High prices of wheat in the international market have forced millers to source wheat from Kenyan farmers , which is now cheaper.
In Eldoret, millers are being forced to buy the wheat from farms.
“Finally, millers are the ones looking for us. This is a trend that we have never witnessed before,” said George Kili, a large-scale wheat farmer in Uasin Gishu.
According to Mr Kili, his stock of 11,000 bags that he had been holding from the previous harvest was bought by Dolla Millers within three days.
The high demand in the local market comes at a time when wheat is in short supply globally following a drought that has stunted output in Russia and America, the major exporters.

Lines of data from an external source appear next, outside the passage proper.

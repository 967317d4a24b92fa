/**
 * Login Handler
 *
 * This module implements the student authentication handler for
 * POST /student/login, plus the credential check and cookie issuing shared
 * with the admin login.
 *
 * # Authentication Process
 *
 * 1. Look up user by email
 * 2. Check the role expected by the login path
 * 3. Verify password using bcrypt
 * 4. Sign a JWT carrying {userId, role}
 * 5. Set it as an `HttpOnly` cookie and return the user id
 *
 * # Security
 *
 * - Unknown email, wrong role and wrong password all return the same
 *   401 "Invalid credentials"
 * - Passwords are never logged or returned in responses
 */
use axum::{
    extract::State,
    http::{header::SET_COOKIE, HeaderMap, StatusCode},
    response::{IntoResponse, Response},
};

use crate::backend::auth::cookies::{session_cookie, STUDENT_COOKIE};
use crate::backend::auth::handlers::types::{LoginData, LoginRequest};
use crate::backend::auth::passwords::verify_password;
use crate::backend::error::BackendError;
use crate::backend::middleware::JsonBody;
use crate::backend::server::state::AppState;
use crate::backend::store::{Role, Store, User};
use crate::shared::ApiResponse;

/// Check an email/password pair for a user of the given role
///
/// # Arguments
/// * `store` - Record store
/// * `email` - Submitted email
/// * `password` - Submitted plaintext password
/// * `role` - Role the login path requires
///
/// # Returns
/// The matching user, or `InvalidCredentials`
pub async fn authenticate(
    store: &dyn Store,
    email: &str,
    password: &str,
    role: Role,
) -> Result<User, BackendError> {
    let user = store
        .find_user_by_email(email)
        .await?
        .filter(|user| user.role == role)
        .ok_or_else(|| {
            tracing::warn!("Login rejected for {}: no {} account", email, role);
            BackendError::InvalidCredentials
        })?;

    if !verify_password(password, &user.password_hash)? {
        tracing::warn!("Login rejected for {}: wrong password", email);
        return Err(BackendError::InvalidCredentials);
    }

    Ok(user)
}

/// Sign a session token for `user` and wrap it in a `Set-Cookie` header
pub fn session_headers(
    state: &AppState,
    cookie_name: &str,
    user: &User,
) -> Result<HeaderMap, BackendError> {
    let token = state.sessions.issue(user.id, user.role)?;
    let cookie = session_cookie(
        cookie_name,
        &token,
        state.sessions.ttl(),
        state.config.cookie_secure,
    )?;

    let mut headers = HeaderMap::new();
    headers.insert(SET_COOKIE, cookie);
    Ok(headers)
}

/// Student login handler
///
/// # Errors
///
/// * `401 Unauthorized` - Unknown email, non-student account or wrong password
/// * `500 Internal Server Error` - Store, hashing or signing failure
///
/// # Example Request
///
/// ```http
/// POST /student/login HTTP/1.1
/// Content-Type: application/json
///
/// { "email": "asha@example.com", "password": "secret123" }
/// ```
///
/// # Example Response
///
/// ```json
/// {
///   "statusCode": 200,
///   "data": { "userId": "123e4567-e89b-12d3-a456-426614174000" },
///   "message": "Login successful",
///   "success": true
/// }
/// ```
pub async fn login(
    State(state): State<AppState>,
    JsonBody(request): JsonBody<LoginRequest>,
) -> Result<Response, BackendError> {
    let user = authenticate(
        state.store.as_ref(),
        &request.email,
        &request.password,
        Role::Student,
    )
    .await?;

    let headers = session_headers(&state, STUDENT_COOKIE, &user)?;
    tracing::info!("Student logged in: {}", user.email);

    let body = ApiResponse::new(
        StatusCode::OK.as_u16(),
        LoginData { user_id: user.id },
        "Login successful",
    );
    Ok((headers, body).into_response())
}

“The drought that has ravaged major exporting countries of wheat in the world has seen the international price of the commodity go up significantly. This is going to affect the price of wheat flour unless the government removes the 10 per cent import duty,” said the chairman of Millers Association of Kenya, Diamond Lalji.
He said importing wheat had become expensive, with a 90-kilogramme bag of wheat costing Sh3,950 to reach Nairobi. Locally, farmers are selling a 90 kilogramme bag of wheat for Sh3,300 from Sh2,600 in the last few months.
Previously, millers imported wheat from other countries as opposed to buying from local farmers, compelling growers to hold back their produce from the market because of low prices.
During 2012/2013 budget presentation, Finance minister Njeru Githae imposed a 10 per cent duty on imported wheat, raising the demand for local wheat.
Mr Lalji noted that the high international price coupled with plans to introduce a 16 per cent Value Added Tax (VAT) would push wheat flour and derived products beyond the reach of many consumers.
Cereal Growers Association of Kenya chief executive officer David Nyameino said uncertainty in the global market was driving up local prices.
Millers are foreseeing a shortage of the commodity between now and the next harvesting season in October.
According to Mr Lalji, the high demand is benefiting local farmers through higher prices.
The annual demand for wheat in Kenya is 900,000 tonnes, against a total production of 360,000 tonnes.
The deficit of 540,000 tonnes is filled through imports.